Filistin

Edebiyat, Filistin’in yapamadığı neyi yapabilir?

Au moment où, à l'ONU, une initiative franco-saoudienne met sur l'agenda international la reconnaissance de l'État de Palestine, il s'avère que des éclats de lucidité, avant même ceux des politiques, peuvent surgir de la poésie et la littérature.

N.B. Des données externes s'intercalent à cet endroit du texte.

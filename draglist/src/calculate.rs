//! The central calculation: one frame's drag state in, one impact out.

use crate::combine::try_combine;
use crate::destination::get_droppable_over;
use crate::dimension::DraggableDimension;
use crate::dimension_map::DimensionMap;
use crate::geometry::Point;
use crate::impact::DragImpact;
use crate::lift::LiftEffect;
use crate::reorder::{ListArgs, in_foreign_list, in_home_list};
use crate::types::UserDirection;
use crate::viewport::Viewport;

/// Inputs for [`get_drag_impact`]. Everything is borrowed: the calculation
/// owns nothing and mutates nothing.
pub struct ImpactArgs<'a> {
    /// Where the dragging item's border-box center currently is, page space.
    pub page_border_box_center: Point,
    pub draggable: &'a DraggableDimension,
    pub dimensions: &'a DimensionMap,
    pub previous_impact: &'a DragImpact,
    pub viewport: &'a Viewport,
    pub user_direction: UserDirection,
    pub lift_effect: &'a LiftEffect,
}

/// Computes the impact of the current drag position.
///
/// Pure and total: for well-formed input this never panics, and identical
/// inputs produce equal impacts. Structurally impossible states (ids missing
/// from the dimension maps) degrade to [`DragImpact::none`] with a
/// diagnostic; a skipped frame beats a crash mid drag.
pub fn get_drag_impact(args: ImpactArgs<'_>) -> DragImpact {
    let ImpactArgs {
        page_border_box_center,
        draggable,
        dimensions,
        previous_impact,
        viewport,
        user_direction,
        lift_effect,
    } = args;

    let Some(home) = dimensions.droppable(&draggable.droppable_id) else {
        dwarn!(
            draggable = draggable.id.as_str(),
            droppable = draggable.droppable_id.as_str(),
            "get_drag_impact: home droppable missing"
        );
        return DragImpact::none();
    };

    let Some(over_id) = get_droppable_over(
        page_border_box_center,
        &home.kind,
        dimensions,
        previous_impact.droppable_over(),
    ) else {
        dtrace!(draggable = draggable.id.as_str(), "get_drag_impact: over nothing");
        return DragImpact::none();
    };

    let Some(destination) = dimensions.droppable(&over_id) else {
        dwarn!(
            droppable = over_id.as_str(),
            "get_drag_impact: resolved destination missing"
        );
        return DragImpact::none();
    };

    let insiders = dimensions.draggables_in_list(&over_id);
    let list_args = ListArgs {
        current_center: page_border_box_center,
        draggable,
        destination,
        insiders: &insiders,
        previous: &previous_impact.movement,
        viewport,
        lift_effect,
    };

    if let Some(combining) = try_combine(&list_args, user_direction, previous_impact) {
        return combining;
    }

    if over_id == draggable.droppable_id {
        in_home_list(list_args)
    } else {
        in_foreign_list(list_args)
    }
}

Que nous disent trois œuvres récentes signées par des auteurs marocains et faisant de la Palestine différemment leur objet ?

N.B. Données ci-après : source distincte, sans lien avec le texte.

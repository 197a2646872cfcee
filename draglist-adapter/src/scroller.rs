use core::fmt;

use draglist::{AutoScrollArgs, AutoScrollConfig, Point, ScrollRequest, get_scroll_request};

use crate::scheduler::FrameCoalescer;

/// Executes auto-scroll decisions through caller-provided sinks, at most one
/// per frame.
///
/// An adapter drives it by calling:
/// - `observe(args)` whenever drag state changes (any number of times per
///   frame)
/// - `tick()` once per animation frame
/// - `cancel_pending()` when the drag ends, to drop a scheduled but not yet
///   executed instruction
pub struct AutoScroller {
    config: AutoScrollConfig,
    pending: FrameCoalescer<ScrollRequest>,
    scroll_window: Box<dyn FnMut(Point)>,
    scroll_droppable: Box<dyn FnMut(&draglist::DroppableId, Point)>,
}

impl fmt::Debug for AutoScroller {
    fn fmt(&self, f: &mut fmt::Formatter<'_>) -> fmt::Result {
        f.debug_struct("AutoScroller")
            .field("config", &self.config)
            .field("pending", &self.pending)
            .finish_non_exhaustive()
    }
}

impl AutoScroller {
    pub fn new(
        config: AutoScrollConfig,
        scroll_window: impl FnMut(Point) + 'static,
        scroll_droppable: impl FnMut(&draglist::DroppableId, Point) + 'static,
    ) -> Self {
        Self {
            config,
            pending: FrameCoalescer::new(),
            scroll_window: Box::new(scroll_window),
            scroll_droppable: Box::new(scroll_droppable),
        }
    }

    pub fn config(&self) -> &AutoScrollConfig {
        &self.config
    }

    /// Evaluates the current drag state and schedules this frame's scroll,
    /// replacing anything scheduled earlier in the same frame. A state with
    /// nothing to scroll clears the slot.
    pub fn observe(&mut self, args: AutoScrollArgs<'_>) {
        let args = AutoScrollArgs {
            config: &self.config,
            ..args
        };
        match get_scroll_request(args) {
            Some(request) => self.pending.schedule(request),
            None => {
                self.pending.cancel();
            }
        }
    }

    /// Schedules an explicit request (e.g. a keyboard scroll jump routed
    /// through the same once-per-frame pipe).
    pub fn schedule(&mut self, request: ScrollRequest) {
        self.pending.schedule(request);
    }

    /// Fires the pending instruction through the matching sink. Call once
    /// per animation frame. Returns what was executed.
    pub fn tick(&mut self) -> Option<ScrollRequest> {
        let request = self.pending.fire()?;
        match &request {
            ScrollRequest::Window(delta) => (self.scroll_window)(*delta),
            ScrollRequest::Droppable(id, delta) => (self.scroll_droppable)(id, *delta),
        }
        Some(request)
    }

    /// Synchronously drops a scheduled-but-unexecuted instruction.
    /// Instructions already issued through a sink are not undone.
    pub fn cancel_pending(&mut self) -> bool {
        self.pending.cancel().is_some()
    }

    pub fn has_pending(&self) -> bool {
        self.pending.has_pending()
    }
}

Index IA : Bibliothèque des savoirs méditerranéens
Que peut la littérature quand la Palestine ne peut ?
22-med – septembre 2025
• Face à l’impuissance politique, la littérature devient une arme fragile mais vitale pour la Palestine.
• Trois auteurs marocains font résonner, chacun à leur manière, les voix étouffées de Gaza.
#palestine #littérature #poésie #mémoire #méditerranée

"À quoi servent les poètes en des temps de détresse ?". En citant le poète allemand Friederich Hölderlin, au lendemain de la Deuxième Guerre mondiale, Patrick Chamoiseau dit écrire son dernier essai Que peut la littérature quand elle ne peut ? (Seuil Libelle, 2025), pour interroger son utilité ou plus exactement affirmer son inutilité nécessaire. Dans un texte, écrit en fragments sensibles (une sentimenthèque), l'auteur martiniquais se réfère, en partant de l'Holocauste, à Théodor Adorno, qui disait pour sa part qu'il était "impossible de faire comme si rien ne se passait".

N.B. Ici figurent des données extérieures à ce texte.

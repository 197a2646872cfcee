//! Immutable pixel geometry: points, spacings, rectangles, and the nested
//! margin/border/content box model.
//!
//! All coordinates are floating-point pixels. Values are page-space (document
//! relative, scroll included) unless a name says "client" (viewport relative).
//! Every transform returns a new value; inputs are never mutated.

/// A 2d position or translation vector.
#[derive(Clone, Copy, Debug, Default, PartialEq)]
#[cfg_attr(feature = "serde", derive(serde::Serialize, serde::Deserialize))]
pub struct Point {
    pub x: f64,
    pub y: f64,
}

impl Point {
    pub const ZERO: Point = Point { x: 0.0, y: 0.0 };

    pub fn new(x: f64, y: f64) -> Self {
        Self { x, y }
    }

    pub fn add(self, other: Point) -> Point {
        Point {
            x: self.x + other.x,
            y: self.y + other.y,
        }
    }

    pub fn subtract(self, other: Point) -> Point {
        Point {
            x: self.x - other.x,
            y: self.y - other.y,
        }
    }

    pub fn negate(self) -> Point {
        Point {
            x: -self.x,
            y: -self.y,
        }
    }

    pub fn is_zero(self) -> bool {
        self.x == 0.0 && self.y == 0.0
    }

    /// Clamps each component into `[min, max]` independently.
    pub fn clamp_each(self, min: Point, max: Point) -> Point {
        Point {
            x: self.x.clamp(min.x, max.x),
            y: self.y.clamp(min.y, max.y),
        }
    }
}

/// Per-edge spacing (margins, borders, padding).
#[derive(Clone, Copy, Debug, Default, PartialEq)]
#[cfg_attr(feature = "serde", derive(serde::Serialize, serde::Deserialize))]
pub struct Spacing {
    pub top: f64,
    pub right: f64,
    pub bottom: f64,
    pub left: f64,
}

impl Spacing {
    pub const NONE: Spacing = Spacing {
        top: 0.0,
        right: 0.0,
        bottom: 0.0,
        left: 0.0,
    };

    pub fn new(top: f64, right: f64, bottom: f64, left: f64) -> Self {
        Self {
            top,
            right,
            bottom,
            left,
        }
    }

    /// Uniform spacing on every edge.
    pub fn all(value: f64) -> Self {
        Self::new(value, value, value, value)
    }

    pub fn add(self, other: Spacing) -> Spacing {
        Spacing {
            top: self.top + other.top,
            right: self.right + other.right,
            bottom: self.bottom + other.bottom,
            left: self.left + other.left,
        }
    }
}

/// An axis-aligned rectangle stored as its four edges.
///
/// Width/height/center are derived on demand rather than stored, so a `Rect`
/// can never carry stale derived fields.
#[derive(Clone, Copy, Debug, Default, PartialEq)]
#[cfg_attr(feature = "serde", derive(serde::Serialize, serde::Deserialize))]
pub struct Rect {
    pub top: f64,
    pub right: f64,
    pub bottom: f64,
    pub left: f64,
}

impl Rect {
    pub fn new(top: f64, right: f64, bottom: f64, left: f64) -> Self {
        Self {
            top,
            right,
            bottom,
            left,
        }
    }

    /// Builds a rect from its top-left corner and a size.
    pub fn from_point_and_size(top_left: Point, width: f64, height: f64) -> Self {
        Self {
            top: top_left.y,
            right: top_left.x + width,
            bottom: top_left.y + height,
            left: top_left.x,
        }
    }

    pub fn width(self) -> f64 {
        self.right - self.left
    }

    pub fn height(self) -> f64 {
        self.bottom - self.top
    }

    pub fn center(self) -> Point {
        Point {
            x: (self.left + self.right) / 2.0,
            y: (self.top + self.bottom) / 2.0,
        }
    }

    pub fn top_left(self) -> Point {
        Point {
            x: self.left,
            y: self.top,
        }
    }

    pub fn corners(self) -> [Point; 4] {
        [
            Point::new(self.left, self.top),
            Point::new(self.right, self.top),
            Point::new(self.right, self.bottom),
            Point::new(self.left, self.bottom),
        ]
    }

    /// Grows the rect outward by a spacing.
    pub fn expand(self, spacing: Spacing) -> Rect {
        Rect {
            top: self.top - spacing.top,
            right: self.right + spacing.right,
            bottom: self.bottom + spacing.bottom,
            left: self.left - spacing.left,
        }
    }

    /// Shrinks the rect inward by a spacing.
    pub fn contract(self, spacing: Spacing) -> Rect {
        Rect {
            top: self.top + spacing.top,
            right: self.right - spacing.right,
            bottom: self.bottom - spacing.bottom,
            left: self.left + spacing.left,
        }
    }

    /// Translates the rect by a vector.
    pub fn shift(self, delta: Point) -> Rect {
        Rect {
            top: self.top + delta.y,
            right: self.right + delta.x,
            bottom: self.bottom + delta.y,
            left: self.left + delta.x,
        }
    }

    /// Edge-inclusive point containment.
    pub fn contains(self, point: Point) -> bool {
        point.x >= self.left && point.x <= self.right && point.y >= self.top && point.y <= self.bottom
    }

    /// Strict-overlap intersection. Touching edges do not count: a shared
    /// boundary produces `None`, which keeps adjacent lists from both
    /// claiming a point on the seam.
    pub fn intersect(self, other: Rect) -> Option<Rect> {
        let top = self.top.max(other.top);
        let right = self.right.min(other.right);
        let bottom = self.bottom.min(other.bottom);
        let left = self.left.max(other.left);
        if left < right && top < bottom {
            Some(Rect {
                top,
                right,
                bottom,
                left,
            })
        } else {
            None
        }
    }

    /// True when the two rects overlap with positive area.
    pub fn overlaps(self, other: Rect) -> bool {
        self.intersect(other).is_some()
    }

    pub fn area(self) -> f64 {
        (self.width()).max(0.0) * (self.height()).max(0.0)
    }
}

/// The standard nested box model: margin box ⊇ border box ⊇ content box.
///
/// Invariants, maintained by construction:
/// - margin box = border box expanded by `margin`
/// - content box = border box contracted by `border + padding`
#[derive(Clone, Copy, Debug, PartialEq)]
#[cfg_attr(feature = "serde", derive(serde::Serialize, serde::Deserialize))]
pub struct BoxModel {
    pub margin_box: Rect,
    pub border_box: Rect,
    pub content_box: Rect,
    pub margin: Spacing,
    pub border: Spacing,
    pub padding: Spacing,
}

impl BoxModel {
    /// Builds the three nested boxes from a measured border box.
    pub fn from_border_box(border_box: Rect, margin: Spacing, border: Spacing, padding: Spacing) -> Self {
        Self {
            margin_box: border_box.expand(margin),
            border_box,
            content_box: border_box.contract(border.add(padding)),
            margin,
            border,
            padding,
        }
    }

    /// Translates all three boxes by the same vector.
    pub fn shift(self, delta: Point) -> BoxModel {
        BoxModel {
            margin_box: self.margin_box.shift(delta),
            border_box: self.border_box.shift(delta),
            content_box: self.content_box.shift(delta),
            margin: self.margin,
            border: self.border,
            padding: self.padding,
        }
    }
}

Dans sa déambulation historico-littéraire, allant de Faulkner à Glissant, de Kafka à Gabriela Marquez, sans oublier les innombrables fables et poèmes primordiaux de peuplades oubliées, il cherche à nous signifier, en écho aux atrocités actuelles, au Moyen-Orient et ailleurs, l'urgence de saisir de quoi la littérature pourrait nous sauver. Ni de la mort ni de l'horreur, cela va sans dire. Mais de l'illusion d'un universel totalisant, du grand récit occidentalo-centré. Aussi, pointe-t-il, notre incapacité à saisir l'incroyable diversité des "saisies poétiques" et "organismes narratifs" qui aident à rafistoler par des liens inespérés le "tout-monde".

Face à l'impuissance palestinienne

Resserrons le cadre sur la Palestine. Deux ans après l'attaque traumatisante de civils israéliens, il y a de plus en plus unanimité que la riposte causant la destruction quasi totale de la bande de Gaza, la mort de dizaines de milliers de Palestiniens et la famine d'une population assiégée a été non seulement démesurée, mais criminelle. Au passage, cette tragédie est révélatrice de la défaite inattendue des valeurs universelles, tellement le déni et l'impuissance face à l'innommable sont terrifiants.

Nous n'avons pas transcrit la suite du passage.